Attracting people to your brand and shop isn’t all about what they can do for you; giveaways are a great way of showing that you’re willing to give back too once in awhile, and that there’s something in it for your followers (Plus, ordering an item from your own shop for your giveaway won’t break the bank – you only have to pay the base cost!)
From “Nasty Woman” to “Boaty McBoatface”, it pays to be topical. Try creating a design for an event or holiday – that way, you can promote it with trending hashtags. You can even create an entire themed shop for an upcoming event, like Willoughby Goods did for the upcoming solar eclipse (August 21st: mark your calendars!)
Teaming up with a charity and creating a design for them is also a great way of tapping into a wide audience with a relevant design they connect with. The Coup Tees Artist Shop, for example, features a bunch of different artists who each create designs for various charities, as does the March for Science Chi Shop.
#Hashtags make your work easier to find for people looking for designs like yours. Using them is a great way of jumping on something that’s trending and will get your work in front of the right audience! For example, if there’s a trending holiday (like #NationalBookLoversDay) or TV show (like #GameofThrones), posting a relevant design from your shop and using related hashtags will get it in front of the audience it resonates with.
Also consider using your own hashtag, like #DeniartClothing does (below).
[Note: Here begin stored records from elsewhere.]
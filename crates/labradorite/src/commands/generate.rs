use labradorite_core::{Category, generate};

use crate::cli::{GenerateArgs, GlobalOpts};
use crate::error::CliError;
use crate::output;

/// Rebuild the mapping files. Paths inside them are relative to `input`, so
/// `input` should be the document store root.
pub fn handle(args: GenerateArgs, global: &GlobalOpts) -> Result<(), CliError> {
    let output_dir = args
        .output_dir
        .unwrap_or_else(|| args.input.join("mappings"));

    let generated = generate(&args.input, Some(&output_dir))?;
    let written = generated.write(&output_dir)?;

    let mut lines = vec![format!(
        "Indexed {} documents ({} unreadable)",
        generated.indexed, generated.unreadable
    )];
    for category in Category::all() {
        let entries = generated.table(category).map_or(0, |table| table.len());
        lines.push(format!("  {category}: {entries} entries"));
    }
    for path in &written {
        lines.push(format!("Wrote {}", path.display()));
    }

    output::print_output(&lines.join("\n"), global.quiet);
    Ok(())
}
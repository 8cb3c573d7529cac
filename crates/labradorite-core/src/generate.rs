// ── Mapping generator ──
//
// Rebuilds the three mapping files from a directory of device documents.
// A document is indexed only if it carries a `boardconfig` member; each
// category then reads its identifiers from its own source field.

use std::collections::BTreeMap;
use std::fs;
use std::io::Write;
use std::path::{Path, PathBuf};

use serde::Serialize;
use serde_json::Value;
use serde_json::ser::PrettyFormatter;
use walkdir::WalkDir;

use crate::category::Category;
use crate::error::CoreError;
use crate::store::documents::read_json;

/// Member every indexable document must carry.
const REQUIRED_FIELD: &str = "boardconfig";

/// Freshly generated mapping tables, keyed by category.
#[derive(Debug, Clone, Default, PartialEq, Eq)]
pub struct GeneratedMappings {
    pub tables: BTreeMap<Category, BTreeMap<String, String>>,
    /// Documents that were read and indexed.
    pub indexed: usize,
    /// JSON files that could not be read or parsed.
    pub unreadable: usize,
}

impl GeneratedMappings {
    pub fn table(&self, category: Category) -> Option<&BTreeMap<String, String>> {
        self.tables.get(&category)
    }

    /// Write `<category>s.json` for every category into `output_dir`.
    pub fn write(&self, output_dir: &Path) -> Result<Vec<PathBuf>, CoreError> {
        fs::create_dir_all(output_dir).map_err(|source| CoreError::Io {
            path: output_dir.to_path_buf(),
            source,
        })?;

        let empty = BTreeMap::new();
        let mut written = Vec::new();
        for category in Category::all() {
            let table = self.tables.get(&category).unwrap_or(&empty);
            let path = output_dir.join(category.mapping_file_name());
            let body = to_pretty_json(table)?;
            fs::write(&path, body).map_err(|source| CoreError::Io {
                path: path.clone(),
                source,
            })?;
            tracing::info!(
                %category,
                entries = table.len(),
                path = %path.display(),
                "wrote mapping file"
            );
            written.push(path);
        }
        Ok(written)
    }
}

/// Scan `input_dir` recursively and build mapping tables for every
/// category. `skip_dir`, when inside `input_dir`, is not descended into.
pub fn generate(input_dir: &Path, skip_dir: Option<&Path>) -> Result<GeneratedMappings, CoreError> {
    if !input_dir.is_dir() {
        return Err(CoreError::Io {
            path: input_dir.to_path_buf(),
            source: std::io::Error::new(std::io::ErrorKind::NotFound, "not a directory"),
        });
    }

    let mut out = GeneratedMappings::default();
    for category in Category::all() {
        out.tables.insert(category, BTreeMap::new());
    }

    // Compared canonically so relative and absolute spellings of the same
    // directory match. A skip dir that does not exist yet has nothing to skip.
    let skip_dir = skip_dir.and_then(|dir| fs::canonicalize(dir).ok());
    let walker = WalkDir::new(input_dir)
        .sort_by_file_name()
        .into_iter()
        .filter_entry(|entry| !is_skipped(entry, skip_dir.as_deref()));

    for entry in walker {
        let entry = match entry {
            Ok(entry) => entry,
            Err(err) => {
                tracing::warn!(error = %err, "skipping unreadable directory entry");
                continue;
            }
        };
        let path = entry.path();
        if !entry.file_type().is_file() || path.extension().is_none_or(|ext| ext != "json") {
            continue;
        }

        let doc = match read_json(path) {
            Ok(doc) => doc,
            Err(reason) => {
                tracing::warn!(path = %path.display(), %reason, "skipping unreadable document");
                out.unreadable += 1;
                continue;
            }
        };

        let relative = path
            .strip_prefix(input_dir)
            .unwrap_or(path)
            .to_string_lossy()
            .into_owned();

        if index_document(&mut out.tables, &doc, &relative) {
            out.indexed += 1;
        }
    }

    Ok(out)
}

fn is_skipped(entry: &walkdir::DirEntry, skip_dir: Option<&Path>) -> bool {
    let Some(skip) = skip_dir else {
        return false;
    };
    entry.file_type().is_dir() && fs::canonicalize(entry.path()).is_ok_and(|path| path == skip)
}

/// Add one document's identifiers to every category table. Returns whether
/// the document was indexable at all.
fn index_document(
    tables: &mut BTreeMap<Category, BTreeMap<String, String>>,
    doc: &Value,
    relative: &str,
) -> bool {
    let Value::Object(members) = doc else {
        return false;
    };
    if !members.get(REQUIRED_FIELD).is_some_and(is_present) {
        return false;
    }

    for category in Category::all() {
        let Some(values) = members.get(category.source_field()).filter(|v| is_present(v)) else {
            continue;
        };
        let table = tables.entry(category).or_default();

        for key in identifiers(values) {
            match table.get(&key) {
                Some(existing) if existing != relative => {
                    tracing::warn!(
                        %category,
                        identifier = %key,
                        kept = %existing,
                        skipped = relative,
                        "duplicate mapping"
                    );
                }
                Some(_) => {}
                None => {
                    table.insert(key, relative.to_owned());
                }
            }
        }
    }
    true
}

/// Lowercased identifier strings held by a source field.
fn identifiers(value: &Value) -> Vec<String> {
    let items: Vec<&Value> = match value {
        Value::Array(items) => items.iter().collect(),
        other => vec![other],
    };
    items
        .into_iter()
        .filter(|v| is_present(v))
        .map(|v| match v {
            Value::String(s) => s.to_lowercase(),
            other => other.to_string().to_lowercase(),
        })
        .collect()
}

/// Null, `false`, zero, and empty strings or containers count as absent.
#[allow(clippy::float_cmp)]
fn is_present(value: &Value) -> bool {
    match value {
        Value::Null => false,
        Value::Bool(b) => *b,
        Value::Number(n) => n.as_f64().is_some_and(|f| f != 0.0),
        Value::String(s) => !s.is_empty(),
        Value::Array(items) => !items.is_empty(),
        Value::Object(members) => !members.is_empty(),
    }
}

fn to_pretty_json<T: Serialize>(value: &T) -> Result<Vec<u8>, CoreError> {
    let mut buf = Vec::new();
    let formatter = PrettyFormatter::with_indent(b"    ");
    let mut ser = serde_json::Serializer::with_formatter(&mut buf, formatter);
    value
        .serialize(&mut ser)
        .map_err(|e| CoreError::SerializationFailed {
            reason: e.to_string(),
        })?;
    buf.write_all(b"\n").map_err(|e| CoreError::SerializationFailed {
        reason: e.to_string(),
    })?;
    Ok(buf)
}

#[cfg(test)]
#[allow(clippy::unwrap_used)]
mod tests {
    use pretty_assertions::assert_eq;
    use serde_json::json;

    use super::*;

    fn tables() -> BTreeMap<Category, BTreeMap<String, String>> {
        BTreeMap::new()
    }

    #[test]
    fn indexes_all_categories() {
        let mut t = tables();
        let doc = json!({
            "boardconfig": "D94AP",
            "models": ["A3084", "A3285"],
            "identifiers": "iPhone17,2"
        });
        assert!(index_document(&mut t, &doc, "iphone/d94ap.json"));

        assert_eq!(t[&Category::Boardconfig]["d94ap"], "iphone/d94ap.json");
        assert_eq!(t[&Category::Model].len(), 2);
        assert_eq!(t[&Category::Model]["a3285"], "iphone/d94ap.json");
        assert_eq!(t[&Category::Identifier]["iphone17,2"], "iphone/d94ap.json");
    }

    #[test]
    fn requires_boardconfig() {
        let mut t = tables();
        assert!(!index_document(&mut t, &json!({"models": ["A1"]}), "x.json"));
        assert!(!index_document(&mut t, &json!({"boardconfig": "", "models": ["A1"]}), "x.json"));
        assert!(!index_document(&mut t, &json!(["D94AP"]), "x.json"));
        assert!(t.is_empty());
    }

    #[test]
    fn duplicate_keeps_first() {
        let mut t = tables();
        index_document(&mut t, &json!({"boardconfig": "D94AP"}), "a.json");
        index_document(&mut t, &json!({"boardconfig": "d94ap"}), "b.json");
        assert_eq!(t[&Category::Boardconfig]["d94ap"], "a.json");
    }

    #[test]
    fn stringifies_scalars_and_skips_empty_items() {
        assert_eq!(identifiers(&json!([1234, "", null, "X"])), vec!["1234", "x"]);
        assert!(identifiers(&json!(false)).is_empty());
    }

    #[test]
    fn pretty_json_uses_four_spaces() {
        let mut table = BTreeMap::new();
        table.insert("d94ap".to_owned(), "d94ap.json".to_owned());
        let body = String::from_utf8(to_pretty_json(&table).unwrap()).unwrap();
        assert_eq!(body, "{\n    \"d94ap\": \"d94ap.json\"\n}\n");
    }

    #[test]
    fn missing_input_dir_is_io_error() {
        let dir = tempfile::tempdir().unwrap();
        let err = generate(&dir.path().join("absent"), None).unwrap_err();
        assert!(matches!(err, CoreError::Io { .. }), "got {err:?}");
    }
}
It’s a great way for people to not only find more of your work – it’s also a way for you to find customers who post selfies rocking your gear!
David Olenick also does a really good job of using hashtags; both in the copy of his Instagram posts, as well as in a cluster of hashtags at the bottom of each post.
He’s also created his very own hashtags for his brand AND for a fanart challenge he does – another great and clever way of getting customers and his audience involved!
Even using #Threadless and #ArtistsShops can connect you to people who might be looking for more Artist Shops to check out on social media.
A few general tips on hashtagging etiquette:
- If you’re making your own hashtag for your shop name or brand, #DontMakeThemCrazyLongBecauseItsKindaAnnoying
- Don’t do a MILLION hashtags in a post. Mashable says that on Twitter and Facebook, three hashtags should be the max. And Hootsuite suggests that for Instagram, you should decide the number of hashtags depending on the content of the photo. Instagram allows up to 30 hashtags…but 4-6 hashtags or around 11 tends to be a pretty safe bet.
- Don’t make them too general; keep them specific if you can. For example, #Art is pretty broad, but #HandLettering or #RusticLettering will narrow it down for people searching for what you’re offering.
Photos and visuals make you stand out
When it comes to social media and making sure your posts don’t get lost in the ever-changing feed, images. are. key. Social media is a visual medium; experiment with different types of images for advertising your shop on social media and in ads as well. Try out lifestyle photography. Lifestyle photography is particularly important for online stores because it gives people an idea of what your product actually looks like out in the wild. Deniart does a fantastic job of using original (and consistent) photography, as does Jessica Fortner:
You can also feature your lifestyle photos on your shop’s homepage collection to really tie it all together, as well as to spice up your online storefront and make it look polished.
Or, use both lifestyle photography and an image of your design by adding multiple photos on Twitter for a nice side-by-side, or by taking advantage of the slideshow tool on both Facebook and Instagram. Check out what James Victore did:
Finally, share your customers’ photos as well! Whether it’s a customer using your hashtag or just a pic of your Dad wearing one of your products, repost photos your customers take (with their permission of course)! It shows future customers that people dig your work, but people also feel special when you recognize, retweet, or repost their action shots!
You can also try using flat images of your products that your shop automatically mocks up for you (but try to spice those up by at least using engaging captions), or you can try out just posting images of your design on social media. There’s no one secret type of image that works best: try out all of these image options and see what works the best for you!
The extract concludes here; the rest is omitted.